TASK DETAILS: Produce a verbatim copy of the lines from the one holding "impl Default for" through the last line of the listing, and nothing else.

┄┄┄┄┄┄┄┄┄┄┄┄┄┄┄┄┄┄┄┄

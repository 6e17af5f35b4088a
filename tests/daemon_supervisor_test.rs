// Integration tests for daemon supervision
//
// The probe and spawner seams are replaced with counting fakes; the
// health-check endpoint is a mock HTTP server. No real IPFS node is
// needed.

use std::process::{Child, Command, Stdio};
use std::sync::atomic::{AtomicUsize, Ordering};
use std::sync::Arc;
use std::time::Duration;

use ipfs_stac::api::NodeApi;
use ipfs_stac::config::ClientConfig;
use ipfs_stac::daemon::{DaemonSpawner, DaemonSupervisor, ProcessProbe, SupervisorStatus};
use ipfs_stac::errors::DaemonError;

struct FixedProbe {
    running: bool,
}

impl ProcessProbe for FixedProbe {
    fn is_process_running(&self, _name: &str) -> bool {
        self.running
    }
}

/// Spawner that launches a harmless long-lived process and counts how
/// often it was asked to.
struct CountingSpawner {
    launches: Arc<AtomicUsize>,
}

impl CountingSpawner {
    fn new() -> (Self, Arc<AtomicUsize>) {
        let launches = Arc::new(AtomicUsize::new(0));
        (
            Self {
                launches: Arc::clone(&launches),
            },
            launches,
        )
    }
}

impl DaemonSpawner for CountingSpawner {
    fn spawn(&self, _binary: &str) -> Result<Child, DaemonError> {
        self.launches.fetch_add(1, Ordering::SeqCst);
        Command::new("sleep")
            .arg("60")
            .stdin(Stdio::null())
            .stdout(Stdio::null())
            .stderr(Stdio::null())
            .spawn()
            .map_err(|source| DaemonError::SpawnFailed {
                binary: "sleep".to_string(),
                source,
            })
    }
}

fn test_config() -> ClientConfig {
    ClientConfig::builder()
        .request_timeout(Duration::from_secs(2))
        .build()
        .unwrap()
}

fn supervisor_against(
    api_base: &str,
    probe_running: bool,
) -> (DaemonSupervisor, Arc<AtomicUsize>) {
    let config = test_config();
    let api = Arc::new(NodeApi::with_base_url(api_base, Duration::from_secs(2)).unwrap());
    let (spawner, launches) = CountingSpawner::new();
    let supervisor = DaemonSupervisor::with_parts(
        &config,
        api,
        Box::new(FixedProbe {
            running: probe_running,
        }),
        Box::new(spawner),
    );
    (supervisor, launches)
}

#[tokio::test]
async fn test_ensure_running_launches_once_across_two_calls() {
    let mut server = mockito::Server::new_async().await;
    server
        .mock("POST", "/id")
        .with_status(200)
        .with_body(r#"{"ID":"12D3KooTest"}"#)
        .expect_at_least(2)
        .create_async()
        .await;

    let (supervisor, launches) = supervisor_against(&server.url(), false);

    supervisor.ensure_running().await.unwrap();
    supervisor.ensure_running().await.unwrap();

    // Second call found the launched child alive and only re-ran the
    // health check.
    assert_eq!(launches.load(Ordering::SeqCst), 1);
    assert_eq!(supervisor.status().await, SupervisorStatus::Running);

    supervisor.shutdown().await.unwrap();
}

#[tokio::test]
async fn test_ensure_running_skips_launch_when_process_exists() {
    let mut server = mockito::Server::new_async().await;
    server
        .mock("POST", "/id")
        .with_status(200)
        .with_body(r#"{"ID":"12D3KooTest"}"#)
        .create_async()
        .await;

    let (supervisor, launches) = supervisor_against(&server.url(), true);

    supervisor.ensure_running().await.unwrap();
    assert_eq!(launches.load(Ordering::SeqCst), 0);
}

#[tokio::test]
async fn test_unhealthy_but_running_daemon_is_not_fatal() {
    let mut server = mockito::Server::new_async().await;
    server
        .mock("POST", "/id")
        .with_status(503)
        .with_body("starting up")
        .create_async()
        .await;

    let (supervisor, launches) = supervisor_against(&server.url(), true);

    // Non-success health response from a confirmed process: warn and
    // continue.
    supervisor.ensure_running().await.unwrap();
    assert_eq!(launches.load(Ordering::SeqCst), 0);
    assert_eq!(supervisor.status().await, SupervisorStatus::Running);
}

#[tokio::test]
async fn test_unreachable_node_after_launch_is_fatal() {
    // Nothing listens on port 9; the launched child never becomes a
    // reachable node.
    let (supervisor, launches) = supervisor_against("http://127.0.0.1:9", false);

    let err = supervisor.ensure_running().await.unwrap_err();
    assert!(matches!(err, DaemonError::FailedToStart { .. }));
    assert_eq!(launches.load(Ordering::SeqCst), 1);
    assert_eq!(supervisor.status().await, SupervisorStatus::Failed);

    // The failed launch was cleaned up: nothing left to shut down.
    supervisor.shutdown().await.unwrap();
}

#[tokio::test]
async fn test_shutdown_without_launch_is_noop() {
    let (supervisor, launches) = supervisor_against("http://127.0.0.1:9", false);

    supervisor.shutdown().await.unwrap();
    assert_eq!(launches.load(Ordering::SeqCst), 0);
}

#[tokio::test]
async fn test_shutdown_clears_handle_after_launch() {
    let mut server = mockito::Server::new_async().await;
    server
        .mock("POST", "/id")
        .with_status(200)
        .with_body(r#"{"ID":"12D3KooTest"}"#)
        .create_async()
        .await;

    let (supervisor, launches) = supervisor_against(&server.url(), false);

    supervisor.ensure_running().await.unwrap();
    assert_eq!(launches.load(Ordering::SeqCst), 1);

    supervisor.shutdown().await.unwrap();
    assert_eq!(supervisor.status().await, SupervisorStatus::Stopped);

    // Handle is gone; a second shutdown is a no-op.
    supervisor.shutdown().await.unwrap();
}
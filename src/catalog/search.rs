// STAC API item search
//
// POSTs to the endpoint's `/search` and deserializes the returned
// FeatureCollection. The query language itself belongs to the service;
// this client only shapes the request body.

use std::collections::HashMap;
use std::time::Duration;

use serde::Serialize;
use serde_json::Value;
use tracing::debug;

use super::types::ItemCollection;
use crate::errors::CatalogError;

/// Item search parameters.
///
/// `extra` passes arbitrary key/value pairs straight through to the
/// service for filters this struct does not model.
#[derive(Debug, Clone, Default, Serialize)]
pub struct SearchParams {
    #[serde(skip_serializing_if = "Option::is_none")]
    pub bbox: Option<[f64; 4]>,

    #[serde(skip_serializing_if = "Option::is_none")]
    pub collections: Option<Vec<String>>,

    #[serde(skip_serializing_if = "Option::is_none")]
    pub limit: Option<u32>,

    #[serde(skip_serializing_if = "Option::is_none")]
    pub datetime: Option<String>,

    #[serde(flatten)]
    pub extra: HashMap<String, Value>,
}

impl SearchParams {
    pub fn bbox(mut self, bbox: [f64; 4]) -> Self {
        self.bbox = Some(bbox);
        self
    }

    pub fn collections(mut self, collections: Vec<String>) -> Self {
        self.collections = Some(collections);
        self
    }

    pub fn limit(mut self, limit: u32) -> Self {
        self.limit = Some(limit);
        self
    }

    pub fn datetime(mut self, datetime: impl Into<String>) -> Self {
        self.datetime = Some(datetime.into());
        self
    }
}

/// Client for one STAC API endpoint.
pub struct CatalogClient {
    endpoint: String,
    http: reqwest::Client,
}

impl CatalogClient {
    pub fn open(endpoint: impl Into<String>, timeout: Duration) -> Result<Self, CatalogError> {
        let http = reqwest::Client::builder()
            .timeout(timeout)
            .build()
            .map_err(CatalogError::collaborator)?;

        let mut endpoint = endpoint.into();
        while endpoint.ends_with('/') {
            endpoint.pop();
        }

        Ok(Self { endpoint, http })
    }

    /// Run an item search and return the matching items.
    pub async fn search(&self, params: &SearchParams) -> Result<ItemCollection, CatalogError> {
        let url = format!("{}/search", self.endpoint);
        debug!(url = %url, "Searching catalog");

        let response = self
            .http
            .post(&url)
            .json(params)
            .send()
            .await
            .map_err(CatalogError::collaborator)?;

        let status = response.status();
        if !status.is_success() {
            let body = response.text().await.unwrap_or_default();
            return Err(CatalogError::collaborator(std::io::Error::new(
                std::io::ErrorKind::Other,
                format!("catalog returned status {status}: {body}"),
            )));
        }

        response
            .json::<ItemCollection>()
            .await
            .map_err(CatalogError::collaborator)
    }
}

#[cfg(test)]
mod tests {
    use super::*;

    #[test]
    fn test_params_serialize_without_empty_fields() {
        let params = SearchParams::default().limit(10);
        let json = serde_json::to_value(&params).unwrap();
        assert_eq!(json, serde_json::json!({"limit": 10}));
    }

    #[tokio::test]
    async fn test_search_deserializes_feature_collection() {
        let mut server = mockito::Server::new_async().await;
        server
            .mock("POST", "/search")
            .with_status(200)
            .with_body(
                r#"{
                    "type": "FeatureCollection",
                    "features": [
                        {"id": "item1", "assets": {}},
                        {"id": "item2", "assets": {}}
                    ]
                }"#,
            )
            .create_async()
            .await;

        let catalog = CatalogClient::open(server.url(), Duration::from_secs(5)).unwrap();
        let params = SearchParams::default()
            .bbox([10.0, 20.0, 30.0, 40.0])
            .collections(vec!["collection1".to_string()]);
        let items = catalog.search(&params).await.unwrap();

        assert_eq!(items.len(), 2);
        assert_eq!(items.features[0].id, "item1");
        assert_eq!(items.features[1].id, "item2");
    }

    #[tokio::test]
    async fn test_search_failure_is_collaborator_error() {
        let mut server = mockito::Server::new_async().await;
        server
            .mock("POST", "/search")
            .with_status(400)
            .with_body("bad bbox")
            .create_async()
            .await;

        let catalog = CatalogClient::open(server.url(), Duration::from_secs(5)).unwrap();
        let err = catalog
            .search(&SearchParams::default())
            .await
            .unwrap_err();
        assert!(matches!(err, CatalogError::Collaborator(_)));
    }
}
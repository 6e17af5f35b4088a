// Fetch progress reporting
//
// Progress is a side channel: reporter methods are infallible and a
// broken display can never fail the fetch that feeds it.

use indicatif::{ProgressBar, ProgressStyle};

/// Point-in-time progress of a single fetch. Ephemeral; exists only for
/// the duration of the call.
#[derive(Debug, Clone, Copy, PartialEq, Eq)]
pub struct FetchProgress {
    pub bytes_read: u64,
    /// Total expected size, when the network knows it up front.
    pub total_bytes: Option<u64>,
}

/// Side-channel observer for streaming fetch progress.
pub trait ProgressReporter: Send + Sync {
    /// A fetch is starting. `name` is the display name (last path segment
    /// of the identifier), `total` the best-effort expected size.
    fn start(&self, name: &str, total: Option<u64>);

    /// A chunk landed; `progress.bytes_read` is cumulative.
    fn advance(&self, progress: FetchProgress);

    /// The fetch completed with `total_read` bytes.
    fn finish(&self, total_read: u64);
}

/// Reporter that does nothing. Used by the raw fetch paths.
#[derive(Debug, Default, Clone, Copy)]
pub struct NoopReporter;

impl ProgressReporter for NoopReporter {
    fn start(&self, _name: &str, _total: Option<u64>) {}
    fn advance(&self, _progress: FetchProgress) {}
    fn finish(&self, _total_read: u64) {}
}

/// Terminal progress bar backed by indicatif.
///
/// Falls back to a spinner when the total size is unknown.
pub struct IndicatifReporter {
    bar: ProgressBar,
}

impl IndicatifReporter {
    pub fn new() -> Self {
        Self {
            bar: ProgressBar::hidden(),
        }
    }
}

impl Default for IndicatifReporter {
    fn default() -> Self {
        Self::new()
    }
}

impl ProgressReporter for IndicatifReporter {
    fn start(&self, name: &str, total: Option<u64>) {
        match total {
            Some(len) => {
                self.bar.set_length(len);
                self.bar.set_style(
                    ProgressStyle::with_template(
                        "{msg} [{bar:40.cyan/blue}] {bytes}/{total_bytes}",
                    )
                    .unwrap_or_else(|_| ProgressStyle::default_bar())
                    .progress_chars("=> "),
                );
            }
            None => {
                self.bar.set_style(
                    ProgressStyle::with_template("{msg} {spinner} {bytes}")
                        .unwrap_or_else(|_| ProgressStyle::default_spinner()),
                );
            }
        }
        self.bar.set_message(name.to_string());
        self.bar.set_draw_target(indicatif::ProgressDrawTarget::stderr());
    }

    fn advance(&self, progress: FetchProgress) {
        self.bar.set_position(progress.bytes_read);
    }

    fn finish(&self, total_read: u64) {
        self.bar.set_position(total_read);
        self.bar.finish();
    }
}

#[cfg(test)]
mod tests {
    use super::*;

    #[test]
    fn test_noop_reporter_accepts_all_events() {
        let reporter = NoopReporter;
        reporter.start("scene.tif", Some(1024));
        reporter.advance(FetchProgress {
            bytes_read: 512,
            total_bytes: Some(1024),
        });
        reporter.finish(1024);
    }
}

┄┄┄┄┄┄┄┄┄┄┄┄┄┄┄┄┄┄┄┄

RESPONSE FOR THIS EXERCISE:
impl Default for IndicatifReporter {
    fn default() -> Self {
        Self::new()
    }
}

impl ProgressReporter for IndicatifReporter {
    fn start(&self, name: &str, total: Option<u64>) {
        match total {
            Some(len) => {
                self.bar.set_length(len);
                self.bar.set_style(
                    ProgressStyle::with_template(
                        "{msg} [{bar:40.cyan/blue}] {bytes}/{total_bytes}",
                    )
                    .unwrap_or_else(|_| ProgressStyle::default_bar())
                    .progress_chars("=> "),
                );
            }
            None => {
                self.bar.set_style(
                    ProgressStyle::with_template("{msg} {spinner} {bytes}")
                        .unwrap_or_else(|_| ProgressStyle::default_spinner()),
                );
            }
        }
        self.bar.set_message(name.to_string());
        self.bar.set_draw_target(indicatif::ProgressDrawTarget::stderr());
    }

    fn advance(&self, progress: FetchProgress) {
        self.bar.set_position(progress.bytes_read);
    }

    fn finish(&self, total_read: u64) {
        self.bar.set_position(total_read);
        self.bar.finish();
    }
}

#[cfg(test)]
mod tests {
    use super::*;

    #[test]
    fn test_noop_reporter_accepts_all_events() {
        let reporter = NoopReporter;
        reporter.start("scene.tif", Some(1024));
        reporter.advance(FetchProgress {
            bytes_read: 512,
            total_bytes: Some(1024),
        });
        reporter.finish(1024);
    }
}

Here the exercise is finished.